Please let me know what you think.
Thanks
Jim
PacAce
12th of February 2005 (Sat), 13:52
Persian-Rice and Conk,
This is a very good question "Clear EXIF Data?”
Why would you want to clear EXIF DATA? I would think that EXIF data would further support a claim that you have copyrights to the image. I am asking because I have been doing the opposite. I change the copyright status to copyrighted, and in the copy right description “not to be published or reproduce without my permission”.
Please let me know what you think.
Thanks
Jim
I could be wrong but I think they were referring to the camera stats in the EXIF such as aperture, shutter speed, etc.
Persian-Rice
12th of February 2005 (Sat), 15:02
Yes, I was refering to all the camera EXIF. Not the extra "Metadata" which is author and copyrights, I have those filled in.

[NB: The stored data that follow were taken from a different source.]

//! Report persistence sinks

use crate::payload::ReportPayload;
use crate::ReportError;
use async_trait::async_trait;
use ring_buffer::SharedRingBuffer;
use std::path::{Path, PathBuf};
use tokio::fs::OpenOptions;
use tokio::io::AsyncWriteExt;
use tokio::sync::Mutex;
use tracing::{debug, info};

/// Default number of reports kept by the in-memory sink
pub const DEFAULT_RETENTION: usize = 100;

/// Destination for finished reports
#[async_trait]
pub trait ReportSink: Send + Sync {
    fn name(&self) -> &str;

    async fn store(&self, payload: &ReportPayload) -> Result<(), ReportError>;
}

/// Bounded in-memory report store; the oldest report is dropped when full
#[derive(Debug)]
pub struct InMemorySink {
    reports: SharedRingBuffer<ReportPayload>,
}

impl InMemorySink {
    pub fn new(retention: usize) -> Self {
        info!(retention, "Creating in-memory report sink");
        Self {
            reports: SharedRingBuffer::new(retention),
        }
    }

    /// Stored reports, oldest first
    pub fn reports(&self) -> Vec<ReportPayload> {
        self.reports.snapshot()
    }

    pub fn latest(&self) -> Option<ReportPayload> {
        self.reports.with_read(|buffer| buffer.latest().cloned())
    }

    pub fn len(&self) -> usize {
        self.reports.len()
    }

    pub fn is_empty(&self) -> bool {
        self.reports.is_empty()
    }
}

impl Default for InMemorySink {
    fn default() -> Self {
        Self::new(DEFAULT_RETENTION)
    }
}

#[async_trait]
impl ReportSink for InMemorySink {
    fn name(&self) -> &str {
        "memory"
    }

    async fn store(&self, payload: &ReportPayload) -> Result<(), ReportError> {
        if let Some(evicted) = self.reports.push(payload.clone()) {
            debug!(report_id = %evicted.id, "Evicted oldest report");
        }
        Ok(())
    }
}

/// Appends one JSON document per line to a file
#[derive(Debug)]
pub struct JsonLinesSink {
    path: PathBuf,
    // Serializes appends so concurrent dispatches never interleave lines
    write_lock: Mutex<()>,
}

impl JsonLinesSink {
    pub fn new(path: impl Into<PathBuf>) -> Self {
        let path = path.into();
        info!(path = %path.display(), "Creating NDJSON report sink");
        Self {
            path,
            write_lock: Mutex::new(()),
        }
    }

    pub fn path(&self) -> &Path {
        &self.path
    }

    fn sink_error(&self, reason: impl ToString) -> ReportError {
        ReportError::Sink {
            sink: self.name().to_string(),
            reason: reason.to_string(),
        }
    }
}

#[async_trait]
impl ReportSink for JsonLinesSink {
    fn name(&self) -> &str {
        "ndjson"
    }

    async fn store(&self, payload: &ReportPayload) -> Result<(), ReportError> {
        let mut line = payload.to_json()?;
        line.push('\n');

        let _guard = self.write_lock.lock().await;
        let mut file = OpenOptions::new()
            .create(true)
            .append(true)
            .open(&self.path)
            .await
            .map_err(|e| self.sink_error(e))?;
        file.write_all(line.as_bytes())
            .await
            .map_err(|e| self.sink_error(e))?;
        file.flush().await.map_err(|e| self.sink_error(e))?;

        debug!(report_id = %payload.id, path = %self.path.display(), "Report appended");
        Ok(())
    }
}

It's a good way of keeping the only original copy to yourself. I have had 3 major clients and two wanted my work to be done in film, so I did it in film, but the latest guy wanted it on CD.
Scottes
12th of February 2005 (Sat), 18:28
What's to say that I can't fill in your empty EXIF data with my own values and claim the picture as my own? That's a fairly trivial task. Now where's the proof?
I'd think that to claim the image as your own you'd have to keep the RAW and give the client anything but a RAW. Then you'd have a leg to stand on.
JX
12th of February 2005 (Sat), 20:08
Thanks Persian-Rice, I was curious.
Conk
13th of February 2005 (Sun), 12:10
What's to say that I can't fill in your empty EXIF data with my own values and claim the picture as my own? That's a fairly trivial task. Now where's the proof?
I'd think that to claim the image as your own you'd have to keep the RAW and give the client anything but a RAW. Then you'd have a leg to stand on.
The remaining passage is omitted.